The public can’t vote Lester out of his job, because the powerful Commission is an unelected body that trumps scores of duly elected city and county governments on land-use issues. Lester himself was the selection of former Coastal Commission boss Peter Douglas, and therein lies the back story.

A regulatory zealot of considerable ferocity, Douglas coauthored Proposition 20, the 1972 state ballot initiative that created a temporary 15-member commission aimed at preventing disasters like the 1969 Santa Barbara oil spill. Douglas also wrote the California Coastal Act of 1976, signed by governor Jerry Brown, which made the Commission permanent. The next year, Douglas became deputy director and in 1985 executive director, a post he held until 2011.

Ever the elitist, Douglas derided elected local governments as “parochial” and easily manipulated by the wealthy and powerful. In practice, his commission made coastal residency a practical impossibility for working Californians. Regulation drives development inland, where energy demands soar with the temperatures.

For coastal residents, the slightest alteration is a bureaucratic nightmare. The onus is on property owners to show why their project should proceed, not on the Commission to show why it should not. As the Sacramento Bee laments, even those sympathetic to the agency find it “obstructionist.”

Under Douglas the Commission also showcased Mafia-style corruption. Commissioner Mark Nathanson served five years in prison for bribery, and Douglas is on record that more of that was going on. It bothered Douglas that state courts sometimes had the temerity to rule against the Commission, and he campaigned incessantly for the power to levy fines directly.

This same Peter Douglas picked Charles Lester to head the Commission, more in the style of North Korea than any democratic process. The current beef against Lester is not exactly clear. Some see an attempted coup by pro-developer interests, but that is dubious. On Lester’s watch, the Commission has expanded into issues such as inland landfills, animal management and even surfing tournaments.

California’s Coastal Commission shows how temporary government programs tend to become permanent, as Milton Friedman noted. The Commission also demonstrates how government progressively becomes more intrusive, more expensive, and less responsive to the people.

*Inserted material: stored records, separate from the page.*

// region:    --- Imports
use campus_auction::audit_log::{AuditLog, MemoryAuditLog, PostgresAuditLog};
use campus_auction::clock::{Clock, SystemClock};
use campus_auction::config::Config;
use campus_auction::database::DatabaseManager;
use campus_auction::handlers::{self, AppState};
use campus_auction::message_broker::KafkaManager;
use campus_auction::notifier::{KafkaNotifier, Notifier, TracingNotifier};
use campus_auction::store::{AuctionStore, MemoryAuctionStore, PostgresAuctionStore};
use std::net::SocketAddr;
use std::sync::Arc;
use tokio::net::TcpListener;
use tracing::{error, info, warn};
// endregion: --- Imports

// region:    --- Main
#[tokio::main]
async fn main() -> Result<(), Box<dyn std::error::Error>> {
    // logging 초기화
    tracing_subscriber::fmt()
        .with_env_filter(tracing_subscriber::EnvFilter::from_default_env())
        .without_time()
        .with_target(false)
        .init();

    let config = Config::from_env()?;

    // 저장소 및 감사 로그 선택 (DATABASE_URL 이 없으면 메모리)
    let (store, audit): (Arc<dyn AuctionStore>, Arc<dyn AuditLog>) = match &config.database_url {
        Some(url) => {
            let db_manager =
                Arc::new(DatabaseManager::connect(url, config.database_max_connections).await?);
            if let Err(e) = db_manager.initialize_database().await {
                error!("{:<12} --> 데이터베이스 초기화 실패: {:?}", "Main", e);
                return Err(e.into());
            }
            info!("{:<12} --> 데이터베이스 초기화 성공", "Main");
            let store: Arc<dyn AuctionStore> =
                Arc::new(PostgresAuctionStore::new(Arc::clone(&db_manager)));
            let audit: Arc<dyn AuditLog> = Arc::new(PostgresAuditLog::new(db_manager));
            (store, audit)
        }
        None => {
            warn!(
                "{:<12} --> DATABASE_URL 이 없어 메모리 저장소를 사용합니다.",
                "Main"
            );
            let store: Arc<dyn AuctionStore> = Arc::new(MemoryAuctionStore::new());
            let audit: Arc<dyn AuditLog> = Arc::new(MemoryAuditLog::new());
            (store, audit)
        }
    };

    // 알림 전송 선택 (KAFKA_BROKERS 가 없으면 로그만 남김)
    let notifier: Arc<dyn Notifier> = match &config.kafka_brokers {
        Some(brokers) => {
            let kafka_manager = KafkaManager::new(brokers)?;
            if let Err(e) = kafka_manager
                .create_topic(&config.notification_topic, 3, 1)
                .await
            {
                warn!("{:<12} --> 알림 토픽 생성 생략: {}", "Main", e);
            }
            Arc::new(KafkaNotifier::new(
                kafka_manager.get_producer(),
                config.notification_topic.clone(),
            ))
        }
        None => {
            warn!(
                "{:<12} --> KAFKA_BROKERS 가 없어 알림을 로그로만 남깁니다.",
                "Main"
            );
            Arc::new(TracingNotifier)
        }
    };

    let clock: Arc<dyn Clock> = Arc::new(SystemClock);
    let state = AppState::new(store, audit, notifier, clock, &config);

    // 자동 종료 스케줄러 시작
    let scheduler = Arc::new(state.scheduler(&config)).start();

    let routes_all = handlers::router(state);

    // 리스너 생성
    let listener = TcpListener::bind(&config.bind_addr).await?;
    info!(
        "{:<12} --> Web Server: Listening on {}",
        "Main",
        listener.local_addr()?
    );

    // 서버 실행 (Ctrl-C 시 요청 처리 마무리 후 종료)
    if let Err(err) = axum::serve(
        listener,
        routes_all.into_make_service_with_connect_info::<SocketAddr>(),
    )
    .with_graceful_shutdown(shutdown_signal())
    .await
    {
        error!("{:<12} --> Server error: {}", "Main", err);
    }

    scheduler.stop().await;
    info!("{:<12} --> 서버 종료", "Main");
    Ok(())
}

async fn shutdown_signal() {
    if let Err(e) = tokio::signal::ctrl_c().await {
        error!("{:<12} --> 종료 시그널 수신 실패: {:?}", "Main", e);
    }
}
// endregion: --- Main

That’s hardly an example for the nation, but governor Jerry Brown, a former presidential candidate, appears to have no second thoughts. Indeed, in 2014 Brown signed a budget bill that gave the Commission power to impose fines directly, bypassing the courts.

Voters need a shot at reversing the Coastal Commission’s legacy of autocracy, zealotry, and disregard for individual rights. Rolling back abusive, expansionist government would help restore the Golden State’s fortunes as national leader.